> **EXERCISE**:
Exactly as given, transcribe each entry that follows.

↓

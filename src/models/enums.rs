//! Shared domain enums, stored as TEXT columns

use serde::{Deserialize, Serialize};
use sqlx::{Decode, Encode, Postgres};
use utoipa::ToSchema;

/// Declares a closed set of lowercase text values with serde, `FromStr`
/// and sqlx TEXT conversions.
macro_rules! text_enum {
    (
        $(#[$meta:meta])*
        $name:ident { $($variant:ident => $text:literal),+ $(,)? }
    ) => {
        $(#[$meta])*
        #[derive(Debug, Clone, Copy, PartialEq, Eq, Hash, Serialize, Deserialize, ToSchema)]
        pub enum $name {
            $(
                #[serde(rename = $text)]
                $variant,
            )+
        }

        impl $name {
            pub const ALL: &'static [$name] = &[$($name::$variant),+];

            pub fn as_str(&self) -> &'static str {
                match self {
                    $($name::$variant => $text,)+
                }
            }
        }

        impl std::fmt::Display for $name {
            fn fmt(&self, f: &mut std::fmt::Formatter<'_>) -> std::fmt::Result {
                f.write_str(self.as_str())
            }
        }

        impl std::str::FromStr for $name {
            type Err = String;

            fn from_str(s: &str) -> Result<Self, Self::Err> {
                match s {
                    $($text => Ok($name::$variant),)+
                    other => Err(format!(
                        "'{}' is not a valid {} (expected one of: {})",
                        other,
                        stringify!($name),
                        [$($text),+].join(", ")
                    )),
                }
            }
        }

        impl sqlx::Type<Postgres> for $name {
            fn type_info() -> sqlx::postgres::PgTypeInfo {
                <String as sqlx::Type<Postgres>>::type_info()
            }

            fn compatible(ty: &sqlx::postgres::PgTypeInfo) -> bool {
                <String as sqlx::Type<Postgres>>::compatible(ty)
            }
        }

        impl<'r> Decode<'r, Postgres> for $name {
            fn decode(value: sqlx::postgres::PgValueRef<'r>) -> Result<Self, sqlx::error::BoxDynError> {
                let s: &str = Decode::<Postgres>::decode(value)?;
                s.parse().map_err(|e: String| e.into())
            }
        }

        impl Encode<'_, Postgres> for $name {
            fn encode_by_ref(&self, buf: &mut sqlx::postgres::PgArgumentBuffer) -> sqlx::encode::IsNull {
                <&str as Encode<Postgres>>::encode_by_ref(&self.as_str(), buf)
            }
        }
    };
}

text_enum! {
    /// Role resolved from the identity provider token
    UserRole {
        Donor => "donor",
        School => "school",
        Admin => "admin",
    }
}

text_enum! {
    /// Equipment type declared by a donor
    DonationComputerType {
        Desktop => "desktop",
        Laptop => "laptop",
        Tablet => "tablet",
        Mixed => "mixed",
    }
}

text_enum! {
    /// Condition declared by a donor
    DonationCondition {
        Working => "working",
        NeedsRepair => "needs-repair",
        NotWorking => "not-working",
        Mixed => "mixed",
    }
}

text_enum! {
    DonationStatus {
        Pending => "pending",
        Approved => "approved",
        Collected => "collected",
        Processing => "processing",
        Delivered => "delivered",
        Rejected => "rejected",
    }
}

text_enum! {
    /// Equipment type asked for by a school
    RequestComputerType {
        Desktop => "desktop",
        Laptop => "laptop",
        Tablet => "tablet",
        Any => "any",
    }
}

text_enum! {
    RequestStatus {
        Pending => "pending",
        Approved => "approved",
        Fulfilled => "fulfilled",
        Rejected => "rejected",
    }
}

text_enum! {
    /// Type of a single inventory unit (never "mixed")
    InventoryComputerType {
        Desktop => "desktop",
        Laptop => "laptop",
        Tablet => "tablet",
    }
}

text_enum! {
    /// Condition of a unit when it arrived
    ReceivedCondition {
        Working => "working",
        NeedsRepair => "needs-repair",
        NotWorking => "not-working",
    }
}

text_enum! {
    /// Condition of a unit after refurbishment
    RefurbishedCondition {
        Excellent => "excellent",
        Good => "good",
        Fair => "fair",
        Unusable => "unusable",
    }
}

text_enum! {
    InventoryStatus {
        Received => "received",
        InRefurbishment => "in-refurbishment",
        Ready => "ready",
        Delivered => "delivered",
        Unusable => "unusable",
    }
}

text_enum! {
    ContactStatus {
        Unread => "unread",
        Read => "read",
        Replied => "replied",
    }
}

text_enum! {
    SchoolLevel {
        Primary => "primary",
        Secondary => "secondary",
        Tertiary => "tertiary",
    }
}

text_enum! {
    SchoolStatus {
        Active => "active",
        Inactive => "inactive",
    }
}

↑

> **WRITTEN ANSWER**:
filename src/models/enums.rs
//! Shared domain enums, stored as TEXT columns

use serde::{Deserialize, Serialize};
use sqlx::{Decode, Encode, Postgres};
use utoipa::ToSchema;

/// Declares a closed set of lowercase text values with serde, `FromStr`
/// and sqlx TEXT conversions.
macro_rules! text_enum {
    (
        $(#[$meta:meta])*
        $name:ident { $($variant:ident => $text:literal),+ $(,)? }
    ) => {
        $(#[$meta])*
        #[derive(Debug, Clone, Copy, PartialEq, Eq, Hash, Serialize, Deserialize, ToSchema)]
        pub enum $name {
            $(
                #[serde(rename = $text)]
                $variant,
            )+
        }

        impl $name {
            pub const ALL: &'static [$name] = &[$($name::$variant),+];

            pub fn as_str(&self) -> &'static str {
                match self {
                    $($name::$variant => $text,)+
                }
            }
        }

        impl std::fmt::Display for $name {
            fn fmt(&self, f: &mut std::fmt::Formatter<'_>) -> std::fmt::Result {
                f.write_str(self.as_str())
            }
        }

        impl std::str::FromStr for $name {
            type Err = String;

            fn from_str(s: &str) -> Result<Self, Self::Err> {
                match s {
                    $($text => Ok($name::$variant),)+
                    other => Err(format!(
                        "'{}' is not a valid {} (expected one of: {})",
                        other,
                        stringify!($name),
                        [$($text),+].join(", ")
                    )),
                }
            }
        }

        impl sqlx::Type<Postgres> for $name {
            fn type_info() -> sqlx::postgres::PgTypeInfo {
                <String as sqlx::Type<Postgres>>::type_info()
            }

            fn compatible(ty: &sqlx::postgres::PgTypeInfo) -> bool {
                <String as sqlx::Type<Postgres>>::compatible(ty)
            }
        }

        impl<'r> Decode<'r, Postgres> for $name {
            fn decode(value: sqlx::postgres::PgValueRef<'r>) -> Result<Self, sqlx::error::BoxDynError> {
                let s: &str = Decode::<Postgres>::decode(value)?;
                s.parse().map_err(|e: String| e.into())
            }
        }

        impl Encode<'_, Postgres> for $name {
            fn encode_by_ref(&self, buf: &mut sqlx::postgres::PgArgumentBuffer) -> sqlx::encode::IsNull {
                <&str as Encode<Postgres>>::encode_by_ref(&self.as_str(), buf)
            }
        }
    };
}

text_enum! {
    /// Role resolved from the identity provider token
    UserRole {
        Donor => "donor",
        School => "school",
        Admin => "admin",
    }
}

text_enum! {
    /// Equipment type declared by a donor
    DonationComputerType {
        Desktop => "desktop",
        Laptop => "laptop",
        Tablet => "tablet",
        Mixed => "mixed",
    }
}

text_enum! {
    /// Condition declared by a donor
    DonationCondition {
        Working => "working",
        NeedsRepair => "needs-repair",
        NotWorking => "not-working",
        Mixed => "mixed",
    }
}

text_enum! {
    DonationStatus {
        Pending => "pending",
        Approved => "approved",
        Collected => "collected",
        Processing => "processing",
        Delivered => "delivered",
        Rejected => "rejected",
    }
}

text_enum! {
    /// Equipment type asked for by a school
    RequestComputerType {
        Desktop => "desktop",
        Laptop => "laptop",
        Tablet => "tablet",
        Any => "any",
    }
}

text_enum! {
    RequestStatus {
        Pending => "pending",
        Approved => "approved",
        Fulfilled => "fulfilled",
        Rejected => "rejected",
    }
}

text_enum! {
    /// Type of a single inventory unit (never "mixed")
    InventoryComputerType {
        Desktop => "desktop",
        Laptop => "laptop",
        Tablet => "tablet",
    }
}

text_enum! {
    /// Condition of a unit when it arrived
    ReceivedCondition {
        Working => "working",
        NeedsRepair => "needs-repair",
        NotWorking => "not-working",
    }
}

text_enum! {
    /// Condition of a unit after refurbishment
    RefurbishedCondition {
        Excellent => "excellent",
        Good => "good",
        Fair => "fair",
        Unusable => "unusable",
    }
}

text_enum! {
    InventoryStatus {
        Received => "received",
        InRefurbishment => "in-refurbishment",
        Ready => "ready",
        Delivered => "delivered",
        Unusable => "unusable",
    }
}

text_enum! {
    ContactStatus {
        Unread => "unread",
        Read => "read",
        Replied => "replied",
    }
}

text_enum! {
    SchoolLevel {
        Primary => "primary",
        Secondary => "secondary",
        Tertiary => "tertiary",
    }
}

text_enum! {
    SchoolStatus {
        Active => "active",
        Inactive => "inactive",
    }
}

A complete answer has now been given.